If you’re wondering where the term 420 came from – as in “420 friendly” or getting high on April 20 at 4:20 – you’re not alone. In stoner culture, the numbers 420 are code for marijuana, and a quick way to find out if someone is weed-friendly.
What is the Meaning of “420?”
So what is the history of 420? Let’s start by dispelling the most prevalent myth first: the term 420 is NOT police code for possession of marijuana. It is not the penal code for possession. It’s also not the number of chemical compounds found in cannabis buds (although there are hundreds). Before marijuana was legalized for both medicinal and recreational use in California, there was a California Senate Bill 420 that referred to the use of medical marijuana; however, the bill was named after the code, and not the other way around.
The story, probably not surprisingly, goes back to Marin County, California. The date is 1971, and five high school kids are searching for a secret marijuana crop in the woods near the town of San Rafael. These kids called themselves “The Waldos” since they liked to hang out next to a wall. Legend has it that a member of the US Coast Guard told the Waldos that he had planted a couple of marijuana plants in the woods near the Point Point Reyes Peninsula Coast Guard station. Trouble was, he couldn’t harvest it. In his benevolence, he gave the Waldos a map – a real treasure map – and told them if they could find the pot, it was theirs.
Well, who wouldn’t jump at the chance for free weed? The Waldos were in. The group used to meet at 4:20PM after school, at a nearby statue of scientist Louis Pasteur (for whom the term pasteurization is named), to get high after school. Reportedly, they would meet there first, before heading out into the hills to hunt for the mythical harvest.
These secret meetings were referred to using the code “Louis 420” – and eventually, the Louis part got dropped and more than likely, the kids would get high and never venture out into the woods.
Five high school stoners do not a movement make, however. Apparently, some of the Waldos were friends with friends of the Grateful Dead and eventually, the term 420 was adopted by the Dead and thousands of Deadheads as a reference to smoking weed.
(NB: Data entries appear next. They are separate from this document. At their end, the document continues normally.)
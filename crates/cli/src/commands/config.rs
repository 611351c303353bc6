use std::env;
use std::fs;
use std::path::{Path, PathBuf};

use pharmabot_core::config::{AppConfig, LoadOptions};
use secrecy::ExposeSecret;
use toml::Value;

struct ConfigField {
    key: &'static str,
    value: String,
    env_keys: &'static [&'static str],
}

impl ConfigField {
    fn new(key: &'static str, value: impl Into<String>, env_keys: &'static [&'static str]) -> Self {
        Self { key, value: value.into(), env_keys }
    }
}

pub fn run() -> String {
    let config = match AppConfig::load(LoadOptions::default()) {
        Ok(config) => config,
        Err(error) => return format!("config validation failed: {error}"),
    };

    let config_file_path = detect_config_path();
    let config_file_doc = load_config_file_doc(config_file_path.as_deref());

    let mut lines =
        vec!["effective config (source precedence: override > env > file > default):".to_string()];
    for field in effective_fields(&config) {
        let source = field_source(
            field.key,
            field.env_keys,
            config_file_doc.as_ref(),
            config_file_path.as_deref(),
        );
        lines.push(render_line(field.key, &field.value, source));
    }

    lines.join("\n")
}

fn effective_fields(config: &AppConfig) -> Vec<ConfigField> {
    let unset = || "<unset>".to_string();

    vec![
        ConfigField::new(
            "telegram.bot_token",
            redact_token(config.telegram.bot_token.expose_secret()),
            &["PHARMABOT_TELEGRAM_BOT_TOKEN", "TELEGRAM_BOT_TOKEN"],
        ),
        ConfigField::new(
            "telegram.admin_chat_id",
            config.telegram.admin_chat_id.map(|id| id.to_string()).unwrap_or_else(unset),
            &["PHARMABOT_TELEGRAM_ADMIN_CHAT_ID", "ADMIN_CHAT_ID"],
        ),
        ConfigField::new(
            "telegram.api_base_url",
            config.telegram.api_base_url.clone(),
            &["PHARMABOT_TELEGRAM_API_BASE_URL"],
        ),
        ConfigField::new(
            "telegram.request_timeout_secs",
            config.telegram.request_timeout_secs.to_string(),
            &["PHARMABOT_TELEGRAM_REQUEST_TIMEOUT_SECS"],
        ),
        ConfigField::new(
            "telegram.poll_timeout_secs",
            config.telegram.poll_timeout_secs.to_string(),
            &["PHARMABOT_TELEGRAM_POLL_TIMEOUT_SECS"],
        ),
        ConfigField::new(
            "llm.api_key",
            if config.llm.api_key.is_some() { "<redacted>" } else { "<unset>" },
            &["PHARMABOT_LLM_API_KEY", "OPENAI_API_KEY"],
        ),
        ConfigField::new("llm.base_url", config.llm.base_url.clone(), &["PHARMABOT_LLM_BASE_URL"]),
        ConfigField::new(
            "llm.model",
            config.llm.model.clone().unwrap_or_else(|| "<profile default>".to_string()),
            &["PHARMABOT_LLM_MODEL"],
        ),
        ConfigField::new(
            "llm.timeout_secs",
            config.llm.timeout_secs.to_string(),
            &["PHARMABOT_LLM_TIMEOUT_SECS"],
        ),
        ConfigField::new("pricelist.url", config.pricelist.url.clone(), &["PHARMABOT_PRICELIST_URL"]),
        ConfigField::new(
            "pricelist.timeout_secs",
            config.pricelist.timeout_secs.to_string(),
            &["PHARMABOT_PRICELIST_TIMEOUT_SECS"],
        ),
        ConfigField::new(
            "orders.log_path",
            config.orders.log_path.display().to_string(),
            &["PHARMABOT_ORDERS_LOG_PATH"],
        ),
        ConfigField::new(
            "server.bind_address",
            config.server.bind_address.clone(),
            &["PHARMABOT_SERVER_BIND_ADDRESS"],
        ),
        ConfigField::new(
            "server.port",
            config.server.port.to_string(),
            &["PHARMABOT_SERVER_PORT", "PORT"],
        ),
        ConfigField::new(
            "bot.profile",
            config
                .bot
                .profile
                .map(|profile| format!("{profile:?}").to_ascii_lowercase())
                .unwrap_or_else(|| "<entry point default>".to_string()),
            &["PHARMABOT_BOT_PROFILE"],
        ),
        ConfigField::new(
            "logging.level",
            config.logging.level.clone(),
            &["PHARMABOT_LOGGING_LEVEL", "PHARMABOT_LOG_LEVEL"],
        ),
        ConfigField::new(
            "logging.format",
            format!("{:?}", config.logging.format),
            &["PHARMABOT_LOGGING_FORMAT", "PHARMABOT_LOG_FORMAT"],
        ),
    ]
}

fn detect_config_path() -> Option<PathBuf> {
    [PathBuf::from("pharmabot.toml"), PathBuf::from("config/pharmabot.toml")]
        .into_iter()
        .find(|path| path.exists())
}

fn load_config_file_doc(path: Option<&Path>) -> Option<Value> {
    let path = path?;
    let raw = fs::read_to_string(path).ok()?;
    raw.parse::<Value>().ok()
}

fn field_source(
    key_path: &str,
    env_keys: &[&str],
    config_file_doc: Option<&Value>,
    config_file_path: Option<&Path>,
) -> String {
    if let Some(env_key) = env_keys.iter().find(|key| env::var_os(key).is_some()) {
        return format!("env ({env_key})");
    }

    if let Some(doc) = config_file_doc {
        if contains_path(doc, key_path) {
            let file_path = config_file_path
                .map(|path| path.display().to_string())
                .unwrap_or_else(|| "config file".to_string());
            return format!("file ({file_path})");
        }
    }

    "default".to_string()
}

fn contains_path(root: &Value, key_path: &str) -> bool {
    let mut current = root;
    for key in key_path.split('.') {
        let Some(next) = current.get(key) else {
            return false;
        };
        current = next;
    }
    true
}

fn render_line(key: &str, value: &str, source: String) -> String {
    format!("- {key} = {value} (source: {source})")
}

/// Keeps the public bot id and hides the secret half.
fn redact_token(token: &str) -> String {
    let trimmed = token.trim();
    if trimmed.is_empty() {
        return "<empty>".to_string();
    }

    if let Some((bot_id, _)) = trimmed.split_once(':') {
        return format!("{bot_id}:***");
    }

    "<redacted>".to_string()
}
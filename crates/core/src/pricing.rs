use std::fmt;

use rust_decimal::{Decimal, RoundingStrategy};
use serde::{Deserialize, Serialize};

use crate::catalog::{Catalog, LookupOptions};
use crate::domain::product::parse_decimal;

const SPACED_SEPARATOR: &str = " x ";
const GLYPH_SEPARATOR: char = '×';

/// An order line that resolved to a priced product.
#[derive(Clone, Debug, PartialEq, Eq, Serialize, Deserialize)]
pub struct PricedLine {
    pub raw: String,
    pub product_name: String,
    pub unit_price: Decimal,
    pub quantity: Decimal,
    pub line_total: Decimal,
}

impl fmt::Display for PricedLine {
    fn fmt(&self, f: &mut fmt::Formatter<'_>) -> fmt::Result {
        write!(
            f,
            "{} → {} x {} = {} Ks",
            self.raw,
            format_amount(self.unit_price),
            format_quantity(self.quantity),
            format_amount(self.line_total)
        )
    }
}

#[derive(Clone, Debug, Default, PartialEq, Eq, Serialize, Deserialize)]
pub struct OrderQuote {
    pub total: Decimal,
    pub lines: Vec<PricedLine>,
    /// Raw lines that matched no product or whose product has no usable price.
    pub unresolved: Vec<String>,
}

impl OrderQuote {
    pub fn breakdown(&self) -> Vec<String> {
        self.lines.iter().map(ToString::to_string).collect()
    }
}

/// Prices free-text order lines of the form `<name> x <qty>` against the
/// catalog. Lines are handled independently and in input order.
pub fn price_order_text(items_text: &str, catalog: &Catalog) -> OrderQuote {
    let mut quote = OrderQuote::default();

    for raw in items_text.lines() {
        if raw.trim().is_empty() {
            continue;
        }

        let (name_fragment, quantity) = split_order_line(raw);
        if name_fragment.is_empty() {
            quote.unresolved.push(raw.to_owned());
            continue;
        }

        let lookup = catalog.lookup(&name_fragment, LookupOptions::ORDER_LINE);
        let Some(product) = lookup.first() else {
            quote.unresolved.push(raw.to_owned());
            continue;
        };
        let Some(unit_price) = product.parsed_price() else {
            quote.unresolved.push(raw.to_owned());
            continue;
        };

        let Some((line_total, total)) = unit_price
            .checked_mul(quantity)
            .and_then(|line_total| Some((line_total, quote.total.checked_add(line_total)?)))
        else {
            quote.unresolved.push(raw.to_owned());
            continue;
        };
        quote.total = total;
        quote.lines.push(PricedLine {
            raw: raw.to_owned(),
            product_name: product.name.clone(),
            unit_price,
            quantity,
            line_total,
        });
    }

    quote
}

/// Splits one order line into a lowercased name fragment and a quantity.
///
/// The spaced letter `x` takes precedence over the `×` glyph. Only the first
/// token after the separator is read as the quantity, so trailing unit text
/// such as `box` is ignored; a missing or unreadable quantity counts as one.
pub fn split_order_line(line: &str) -> (String, Decimal) {
    let lower = line.trim().to_lowercase();

    let (name, rest) = if let Some((name, rest)) = lower.split_once(SPACED_SEPARATOR) {
        (name, Some(rest))
    } else if let Some((name, rest)) = lower.split_once(GLYPH_SEPARATOR) {
        (name, Some(rest))
    } else {
        (lower.as_str(), None)
    };

    let quantity = rest
        .and_then(|rest| rest.split(SPACED_SEPARATOR).next())
        .and_then(|segment| segment.split_whitespace().next())
        .and_then(parse_decimal)
        .unwrap_or(Decimal::ONE);

    (name.trim().to_owned(), quantity)
}

/// Whole-unit amount with thousands separators, e.g. `12,500`.
pub fn format_amount(amount: Decimal) -> String {
    let rounded = amount.round_dp_with_strategy(0, RoundingStrategy::MidpointNearestEven);
    let digits = rounded.abs().trunc().to_string();

    let mut grouped = String::with_capacity(digits.len() + digits.len() / 3 + 1);
    for (index, ch) in digits.chars().enumerate() {
        if index > 0 && (digits.len() - index) % 3 == 0 {
            grouped.push(',');
        }
        grouped.push(ch);
    }

    if rounded.is_sign_negative() && !rounded.is_zero() {
        format!("-{grouped}")
    } else {
        grouped
    }
}

/// Quantity without trailing zeros, e.g. `10` or `2.5`.
pub fn format_quantity(quantity: Decimal) -> String {
    quantity.normalize().to_string()
}
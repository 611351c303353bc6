//! Gestalt pattern matching (Ratcliff/Obershelp) similarity.
//!
//! `ratio(a, b) = 2 * M / (|a| + |b|)` where `M` is the number of characters
//! in the matching blocks found by recursively taking the longest common
//! substring and matching the pieces on either side of it.

use std::collections::HashMap;

/// Similarity in `0.0..=1.0`. Two empty strings are identical.
pub fn ratio(a: &str, b: &str) -> f64 {
    let a: Vec<char> = a.chars().collect();
    let b: Vec<char> = b.chars().collect();
    let total = a.len() + b.len();
    if total == 0 {
        return 1.0;
    }

    let matched = matching_characters(&a, &b);
    2.0 * matched as f64 / total as f64
}

fn matching_characters(a: &[char], b: &[char]) -> usize {
    let mut b2j: HashMap<char, Vec<usize>> = HashMap::new();
    for (j, ch) in b.iter().enumerate() {
        b2j.entry(*ch).or_default().push(j);
    }

    let mut matched = 0;
    let mut pending = vec![(0, a.len(), 0, b.len())];
    while let Some((alo, ahi, blo, bhi)) = pending.pop() {
        let (i, j, size) = longest_match(a, &b2j, alo, ahi, blo, bhi);
        if size == 0 {
            continue;
        }
        matched += size;
        if alo < i && blo < j {
            pending.push((alo, i, blo, j));
        }
        if i + size < ahi && j + size < bhi {
            pending.push((i + size, ahi, j + size, bhi));
        }
    }
    matched
}

/// Longest block `a[i..i+size] == b[j..j+size]` inside the window. Among
/// equally long blocks the one starting earliest in `a` wins, then earliest
/// in `b`.
fn longest_match(
    a: &[char],
    b2j: &HashMap<char, Vec<usize>>,
    alo: usize,
    ahi: usize,
    blo: usize,
    bhi: usize,
) -> (usize, usize, usize) {
    let (mut best_i, mut best_j, mut best_size) = (alo, blo, 0);
    // run length of the match ending at (i - 1, j), keyed by j
    let mut previous: HashMap<usize, usize> = HashMap::new();

    for (i, ch) in a.iter().enumerate().take(ahi).skip(alo) {
        let mut current: HashMap<usize, usize> = HashMap::new();
        let Some(positions) = b2j.get(ch) else {
            previous = current;
            continue;
        };

        for &j in positions {
            if j < blo {
                continue;
            }
            if j >= bhi {
                break;
            }
            let extends =
                j.checked_sub(1).and_then(|prev_j| previous.get(&prev_j)).copied().unwrap_or(0);
            let run = extends + 1;
            current.insert(j, run);
            if run > best_size {
                best_i = i + 1 - run;
                best_j = j + 1 - run;
                best_size = run;
            }
        }
        previous = current;
    }

    (best_i, best_j, best_size)
}
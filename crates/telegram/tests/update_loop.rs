mod common;

use std::sync::Arc;

use pharmabot_core::config::BotProfile;
use pharmabot_core::flows::FormState;
use pharmabot_db::SessionStore;
use pharmabot_telegram::api::{Chat, Message};
use pharmabot_telegram::replies;
use pharmabot_telegram::{
    BotApiError, DispatchOutcome, PollingRunner, ReconnectPolicy, Update, UpdateDispatcher,
};

use common::{harness, products, text_update, ScriptedBotApi, ADMIN, CHAT};

#[tokio::test]
async fn update_without_message_is_skipped() {
    let h = harness(BotProfile::Wholesale, products(), None);
    let api = Arc::new(ScriptedBotApi::default());
    let dispatcher = UpdateDispatcher::new(h.router.clone(), api.clone());

    let outcome = dispatcher.dispatch(&Update { update_id: 1, message: None }).await;

    assert_eq!(outcome, DispatchOutcome::NoMessage);
    assert!(api.sent.lock().await.is_empty());
}

#[tokio::test]
async fn message_without_text_is_ignored() {
    let h = harness(BotProfile::Wholesale, products(), None);
    let api = Arc::new(ScriptedBotApi::default());
    let dispatcher = UpdateDispatcher::new(h.router.clone(), api.clone());

    let photo = Update {
        update_id: 2,
        message: Some(Message { message_id: 2, chat: Chat { id: CHAT }, text: None }),
    };

    assert_eq!(dispatcher.dispatch(&photo).await, DispatchOutcome::Ignored);
    assert_eq!(dispatcher.dispatch(&text_update(3, CHAT, "   ")).await, DispatchOutcome::Ignored);
}

#[tokio::test]
async fn padded_text_is_classified_trimmed_but_recorded_verbatim() {
    let h = harness(BotProfile::Wholesale, products(), None);
    let api = Arc::new(ScriptedBotApi::default());
    let dispatcher = UpdateDispatcher::new(h.router.clone(), api.clone());

    let padded_label = format!(" {} \n", replies::ORDER_LABEL);
    dispatcher.dispatch(&text_update(1, CHAT, &padded_label)).await;
    dispatcher.dispatch(&text_update(2, CHAT, "  Ko Aung  ")).await;

    let session = h.sessions.load(CHAT).await;
    assert_eq!(session.state, FormState::Phone);
    assert_eq!(session.draft.name.as_deref(), Some("  Ko Aung  "));
}

#[tokio::test]
async fn send_failures_are_counted_not_raised() {
    let h = harness(BotProfile::Wholesale, products(), Some(ADMIN));
    let api = Arc::new(ScriptedBotApi::failing_for(vec![ADMIN]));
    let dispatcher = UpdateDispatcher::new(h.router.clone(), api.clone());

    let script = [replies::ORDER_LABEL, "Ko Aung", "09", "Mandalay", "Amlodipine 5mg x 1"];
    for (index, text) in script.iter().enumerate() {
        dispatcher.dispatch(&text_update(index as i64, CHAT, text)).await;
    }

    let outcome = dispatcher.dispatch(&text_update(10, CHAT, replies::CONFIRM_LABEL)).await;

    assert_eq!(outcome, DispatchOutcome::Handled { sent: 1, failed: 1 });
    assert_eq!(h.orders.records().await.len(), 1);
    let sent = api.sent.lock().await;
    assert_eq!(sent.last().map(|message| message.text.as_str()), Some(replies::ORDER_ACCEPTED));
}

#[tokio::test]
async fn polling_advances_offset_and_survives_transport_errors() {
    let h = harness(BotProfile::Wholesale, products(), None);
    let api = Arc::new(ScriptedBotApi::with_batches(vec![
        Err(BotApiError::Transport("connection reset".to_owned())),
        Ok(vec![text_update(5, CHAT, "/start"), Update { update_id: 6, message: None }]),
        Ok(vec![text_update(7, CHAT, "hello there")]),
    ]));
    let dispatcher = Arc::new(UpdateDispatcher::new(h.router.clone(), api.clone()));
    let runner = PollingRunner::new(
        api.clone(),
        dispatcher,
        ReconnectPolicy { base_delay_ms: 0, max_delay_ms: 0 },
        0,
    );

    let exhausted = api.exhausted.clone();
    let offset = runner
        .run_until(async move { exhausted.notified().await })
        .await
        .expect("polling loop should stop cleanly");

    assert_eq!(offset, 8);
    let offsets = api.offsets.lock().await;
    assert_eq!(&offsets[..4], &[0, 0, 7, 8]);

    let sent = api.sent.lock().await;
    assert_eq!(sent.len(), 2);
    assert_eq!(sent[0].keyboard, Some(pharmabot_telegram::ReplyKeyboard::order()));
    assert_eq!(sent[1].text, "echo: hello there");
}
In 1990, a Deadhead handed a flyer to Steven Bloom, a reporter for the magazine High Times; the flyer used the term 420 and the magazine quickly adopted it. Most likely, it’s this move by High Times that brought the term from the Grateful Dead subculture into the mainstream.
So, did the Waldos ever find their mythical weed crop? Probably not (or if they did, they never made it public). But their legacy to the global stoner culture has lasted and is now an accepted term in popular slang.
Today, a code passed between classes has become not only a symbol for smoking weed, but has become a global event (held on April 20, at 4:20) for smokers as well as legalization activists everywhere.